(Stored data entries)
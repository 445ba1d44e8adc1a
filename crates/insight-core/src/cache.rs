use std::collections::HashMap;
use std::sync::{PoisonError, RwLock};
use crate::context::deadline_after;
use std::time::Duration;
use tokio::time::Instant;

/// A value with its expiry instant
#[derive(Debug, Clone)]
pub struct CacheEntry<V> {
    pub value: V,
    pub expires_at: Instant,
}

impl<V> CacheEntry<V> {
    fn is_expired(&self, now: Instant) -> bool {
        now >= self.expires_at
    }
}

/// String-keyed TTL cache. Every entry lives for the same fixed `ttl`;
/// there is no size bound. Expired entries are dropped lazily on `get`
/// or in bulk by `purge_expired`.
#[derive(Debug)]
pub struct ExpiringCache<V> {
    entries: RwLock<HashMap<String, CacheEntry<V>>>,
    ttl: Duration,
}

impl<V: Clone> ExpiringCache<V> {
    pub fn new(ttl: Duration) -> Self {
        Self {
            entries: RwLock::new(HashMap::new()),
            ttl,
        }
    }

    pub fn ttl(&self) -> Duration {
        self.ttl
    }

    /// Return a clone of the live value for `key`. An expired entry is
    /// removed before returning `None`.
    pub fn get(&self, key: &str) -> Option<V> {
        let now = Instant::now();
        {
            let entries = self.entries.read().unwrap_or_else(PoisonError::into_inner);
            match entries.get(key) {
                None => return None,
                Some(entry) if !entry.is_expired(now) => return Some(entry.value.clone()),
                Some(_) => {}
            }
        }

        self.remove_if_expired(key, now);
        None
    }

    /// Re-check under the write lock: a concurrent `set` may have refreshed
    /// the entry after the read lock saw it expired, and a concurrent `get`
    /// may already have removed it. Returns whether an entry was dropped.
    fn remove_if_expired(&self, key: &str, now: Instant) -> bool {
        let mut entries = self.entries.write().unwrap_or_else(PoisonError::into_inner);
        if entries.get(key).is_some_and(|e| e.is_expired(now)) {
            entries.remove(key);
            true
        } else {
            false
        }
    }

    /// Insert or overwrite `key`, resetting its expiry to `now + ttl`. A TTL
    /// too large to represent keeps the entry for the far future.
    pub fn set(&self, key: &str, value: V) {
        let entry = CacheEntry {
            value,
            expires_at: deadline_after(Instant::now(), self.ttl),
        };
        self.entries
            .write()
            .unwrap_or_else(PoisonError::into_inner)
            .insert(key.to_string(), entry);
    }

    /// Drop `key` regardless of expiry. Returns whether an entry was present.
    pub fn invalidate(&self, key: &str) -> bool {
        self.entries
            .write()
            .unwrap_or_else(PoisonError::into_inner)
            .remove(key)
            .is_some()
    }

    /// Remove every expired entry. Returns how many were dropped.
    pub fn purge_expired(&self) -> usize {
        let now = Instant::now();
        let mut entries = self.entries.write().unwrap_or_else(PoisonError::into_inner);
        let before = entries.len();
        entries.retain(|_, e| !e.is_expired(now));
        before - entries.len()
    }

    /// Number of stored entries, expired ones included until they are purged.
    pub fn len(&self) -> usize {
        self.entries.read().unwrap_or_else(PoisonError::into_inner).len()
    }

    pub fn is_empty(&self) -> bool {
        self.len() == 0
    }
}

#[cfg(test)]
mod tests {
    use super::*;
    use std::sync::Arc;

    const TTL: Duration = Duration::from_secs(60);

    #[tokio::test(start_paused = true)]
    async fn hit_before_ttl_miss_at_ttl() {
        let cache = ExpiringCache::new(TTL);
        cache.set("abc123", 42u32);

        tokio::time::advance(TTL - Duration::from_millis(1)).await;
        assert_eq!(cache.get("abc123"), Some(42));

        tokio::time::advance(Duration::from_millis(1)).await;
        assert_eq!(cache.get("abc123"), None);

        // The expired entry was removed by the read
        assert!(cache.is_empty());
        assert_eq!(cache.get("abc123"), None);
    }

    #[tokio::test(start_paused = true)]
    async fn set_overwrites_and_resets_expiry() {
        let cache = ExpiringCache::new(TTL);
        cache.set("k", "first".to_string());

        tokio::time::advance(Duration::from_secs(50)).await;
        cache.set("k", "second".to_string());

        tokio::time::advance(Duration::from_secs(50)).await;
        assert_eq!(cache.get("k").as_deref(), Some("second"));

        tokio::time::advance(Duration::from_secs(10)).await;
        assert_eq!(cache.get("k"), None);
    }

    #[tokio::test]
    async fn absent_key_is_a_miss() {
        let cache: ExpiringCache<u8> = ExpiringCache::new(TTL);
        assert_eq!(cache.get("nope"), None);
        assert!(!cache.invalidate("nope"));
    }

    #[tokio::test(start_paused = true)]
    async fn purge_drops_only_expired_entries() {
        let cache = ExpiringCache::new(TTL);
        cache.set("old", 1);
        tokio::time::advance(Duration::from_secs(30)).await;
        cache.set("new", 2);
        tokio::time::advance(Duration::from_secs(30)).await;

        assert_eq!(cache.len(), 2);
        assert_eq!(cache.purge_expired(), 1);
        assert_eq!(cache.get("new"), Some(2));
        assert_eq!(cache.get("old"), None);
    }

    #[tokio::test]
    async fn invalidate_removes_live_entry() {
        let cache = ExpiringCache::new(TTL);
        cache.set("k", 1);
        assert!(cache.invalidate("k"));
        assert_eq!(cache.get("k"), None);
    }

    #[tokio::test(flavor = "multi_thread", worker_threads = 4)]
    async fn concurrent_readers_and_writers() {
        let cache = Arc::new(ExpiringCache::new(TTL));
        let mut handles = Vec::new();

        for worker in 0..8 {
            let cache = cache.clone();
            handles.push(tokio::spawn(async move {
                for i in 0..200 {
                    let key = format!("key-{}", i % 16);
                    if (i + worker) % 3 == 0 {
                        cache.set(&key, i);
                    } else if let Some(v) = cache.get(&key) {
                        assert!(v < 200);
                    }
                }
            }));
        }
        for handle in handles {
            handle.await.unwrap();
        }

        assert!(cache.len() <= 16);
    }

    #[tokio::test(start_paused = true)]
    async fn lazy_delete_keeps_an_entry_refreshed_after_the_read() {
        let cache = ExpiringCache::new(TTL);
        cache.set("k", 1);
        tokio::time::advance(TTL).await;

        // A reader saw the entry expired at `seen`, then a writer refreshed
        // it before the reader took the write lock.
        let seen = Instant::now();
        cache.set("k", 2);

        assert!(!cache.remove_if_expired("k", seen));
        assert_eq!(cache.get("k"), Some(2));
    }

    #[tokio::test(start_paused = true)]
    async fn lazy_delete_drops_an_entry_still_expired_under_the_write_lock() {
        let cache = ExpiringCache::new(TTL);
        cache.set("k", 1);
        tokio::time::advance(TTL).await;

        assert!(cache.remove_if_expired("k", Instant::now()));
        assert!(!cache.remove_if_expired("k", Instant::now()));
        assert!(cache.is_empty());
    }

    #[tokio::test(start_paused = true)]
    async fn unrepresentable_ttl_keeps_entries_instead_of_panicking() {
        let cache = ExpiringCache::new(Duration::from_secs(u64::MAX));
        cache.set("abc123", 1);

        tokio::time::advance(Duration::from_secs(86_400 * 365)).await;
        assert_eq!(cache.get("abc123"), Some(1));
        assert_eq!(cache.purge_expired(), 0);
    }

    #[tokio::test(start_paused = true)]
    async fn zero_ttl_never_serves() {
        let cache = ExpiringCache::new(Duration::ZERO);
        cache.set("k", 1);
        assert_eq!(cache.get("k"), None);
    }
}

* **Problem description**: Print out the records exactly as they were entered.

* **Exercise response**:
repository 445ba1d44e8adc1a
filename crates/insight-core/src/cache.rs
use std::collections::HashMap;
use std::sync::{PoisonError, RwLock};
use crate::context::deadline_after;
use std::time::Duration;
use tokio::time::Instant;

/// A value with its expiry instant
#[derive(Debug, Clone)]
pub struct CacheEntry<V> {
    pub value: V,
    pub expires_at: Instant,
}

impl<V> CacheEntry<V> {
    fn is_expired(&self, now: Instant) -> bool {
        now >= self.expires_at
    }
}

/// String-keyed TTL cache. Every entry lives for the same fixed `ttl`;
/// there is no size bound. Expired entries are dropped lazily on `get`
/// or in bulk by `purge_expired`.
#[derive(Debug)]
pub struct ExpiringCache<V> {
    entries: RwLock<HashMap<String, CacheEntry<V>>>,
    ttl: Duration,
}

impl<V: Clone> ExpiringCache<V> {
    pub fn new(ttl: Duration) -> Self {
        Self {
            entries: RwLock::new(HashMap::new()),
            ttl,
        }
    }

    pub fn ttl(&self) -> Duration {
        self.ttl
    }

    /// Return a clone of the live value for `key`. An expired entry is
    /// removed before returning `None`.
    pub fn get(&self, key: &str) -> Option<V> {
        let now = Instant::now();
        {
            let entries = self.entries.read().unwrap_or_else(PoisonError::into_inner);
            match entries.get(key) {
                None => return None,
                Some(entry) if !entry.is_expired(now) => return Some(entry.value.clone()),
                Some(_) => {}
            }
        }

        self.remove_if_expired(key, now);
        None
    }

    /// Re-check under the write lock: a concurrent `set` may have refreshed
    /// the entry after the read lock saw it expired, and a concurrent `get`
    /// may already have removed it. Returns whether an entry was dropped.
    fn remove_if_expired(&self, key: &str, now: Instant) -> bool {
        let mut entries = self.entries.write().unwrap_or_else(PoisonError::into_inner);
        if entries.get(key).is_some_and(|e| e.is_expired(now)) {
            entries.remove(key);
            true
        } else {
            false
        }
    }

    /// Insert or overwrite `key`, resetting its expiry to `now + ttl`. A TTL
    /// too large to represent keeps the entry for the far future.
    pub fn set(&self, key: &str, value: V) {
        let entry = CacheEntry {
            value,
            expires_at: deadline_after(Instant::now(), self.ttl),
        };
        self.entries
            .write()
            .unwrap_or_else(PoisonError::into_inner)
            .insert(key.to_string(), entry);
    }

    /// Drop `key` regardless of expiry. Returns whether an entry was present.
    pub fn invalidate(&self, key: &str) -> bool {
        self.entries
            .write()
            .unwrap_or_else(PoisonError::into_inner)
            .remove(key)
            .is_some()
    }

    /// Remove every expired entry. Returns how many were dropped.
    pub fn purge_expired(&self) -> usize {
        let now = Instant::now();
        let mut entries = self.entries.write().unwrap_or_else(PoisonError::into_inner);
        let before = entries.len();
        entries.retain(|_, e| !e.is_expired(now));
        before - entries.len()
    }

    /// Number of stored entries, expired ones included until they are purged.
    pub fn len(&self) -> usize {
        self.entries.read().unwrap_or_else(PoisonError::into_inner).len()
    }

    pub fn is_empty(&self) -> bool {
        self.len() == 0
    }
}

#[cfg(test)]
mod tests {
    use super::*;
    use std::sync::Arc;

    const TTL: Duration = Duration::from_secs(60);

    #[tokio::test(start_paused = true)]
    async fn hit_before_ttl_miss_at_ttl() {
        let cache = ExpiringCache::new(TTL);
        cache.set("abc123", 42u32);

        tokio::time::advance(TTL - Duration::from_millis(1)).await;
        assert_eq!(cache.get("abc123"), Some(42));

        tokio::time::advance(Duration::from_millis(1)).await;
        assert_eq!(cache.get("abc123"), None);

        // The expired entry was removed by the read
        assert!(cache.is_empty());
        assert_eq!(cache.get("abc123"), None);
    }

    #[tokio::test(start_paused = true)]
    async fn set_overwrites_and_resets_expiry() {
        let cache = ExpiringCache::new(TTL);
        cache.set("k", "first".to_string());

        tokio::time::advance(Duration::from_secs(50)).await;
        cache.set("k", "second".to_string());

        tokio::time::advance(Duration::from_secs(50)).await;
        assert_eq!(cache.get("k").as_deref(), Some("second"));

        tokio::time::advance(Duration::from_secs(10)).await;
        assert_eq!(cache.get("k"), None);
    }

    #[tokio::test]
    async fn absent_key_is_a_miss() {
        let cache: ExpiringCache<u8> = ExpiringCache::new(TTL);
        assert_eq!(cache.get("nope"), None);
        assert!(!cache.invalidate("nope"));
    }

    #[tokio::test(start_paused = true)]
    async fn purge_drops_only_expired_entries() {
        let cache = ExpiringCache::new(TTL);
        cache.set("old", 1);
        tokio::time::advance(Duration::from_secs(30)).await;
        cache.set("new", 2);
        tokio::time::advance(Duration::from_secs(30)).await;

        assert_eq!(cache.len(), 2);
        assert_eq!(cache.purge_expired(), 1);
        assert_eq!(cache.get("new"), Some(2));
        assert_eq!(cache.get("old"), None);
    }

    #[tokio::test]
    async fn invalidate_removes_live_entry() {
        let cache = ExpiringCache::new(TTL);
        cache.set("k", 1);
        assert!(cache.invalidate("k"));
        assert_eq!(cache.get("k"), None);
    }

    #[tokio::test(flavor = "multi_thread", worker_threads = 4)]
    async fn concurrent_readers_and_writers() {
        let cache = Arc::new(ExpiringCache::new(TTL));
        let mut handles = Vec::new();

        for worker in 0..8 {
            let cache = cache.clone();
            handles.push(tokio::spawn(async move {
                for i in 0..200 {
                    let key = format!("key-{}", i % 16);
                    if (i + worker) % 3 == 0 {
                        cache.set(&key, i);
                    } else if let Some(v) = cache.get(&key) {
                        assert!(v < 200);
                    }
                }
            }));
        }
        for handle in handles {
            handle.await.unwrap();
        }

        assert!(cache.len() <= 16);
    }

    #[tokio::test(start_paused = true)]
    async fn lazy_delete_keeps_an_entry_refreshed_after_the_read() {
        let cache = ExpiringCache::new(TTL);
        cache.set("k", 1);
        tokio::time::advance(TTL).await;

        // A reader saw the entry expired at `seen`, then a writer refreshed
        // it before the reader took the write lock.
        let seen = Instant::now();
        cache.set("k", 2);

        assert!(!cache.remove_if_expired("k", seen));
        assert_eq!(cache.get("k"), Some(2));
    }

    #[tokio::test(start_paused = true)]
    async fn lazy_delete_drops_an_entry_still_expired_under_the_write_lock() {
        let cache = ExpiringCache::new(TTL);
        cache.set("k", 1);
        tokio::time::advance(TTL).await;

        assert!(cache.remove_if_expired("k", Instant::now()));
        assert!(!cache.remove_if_expired("k", Instant::now()));
        assert!(cache.is_empty());
    }

    #[tokio::test(start_paused = true)]
    async fn unrepresentable_ttl_keeps_entries_instead_of_panicking() {
        let cache = ExpiringCache::new(Duration::from_secs(u64::MAX));
        cache.set("abc123", 1);

        tokio::time::advance(Duration::from_secs(86_400 * 365)).await;
        assert_eq!(cache.get("abc123"), Some(1));
        assert_eq!(cache.purge_expired(), 0);
    }

    #[tokio::test(start_paused = true)]
    async fn zero_ttl_never_serves() {
        let cache = ExpiringCache::new(Duration::ZERO);
        cache.set("k", 1);
        assert_eq!(cache.get("k"), None);
    }
}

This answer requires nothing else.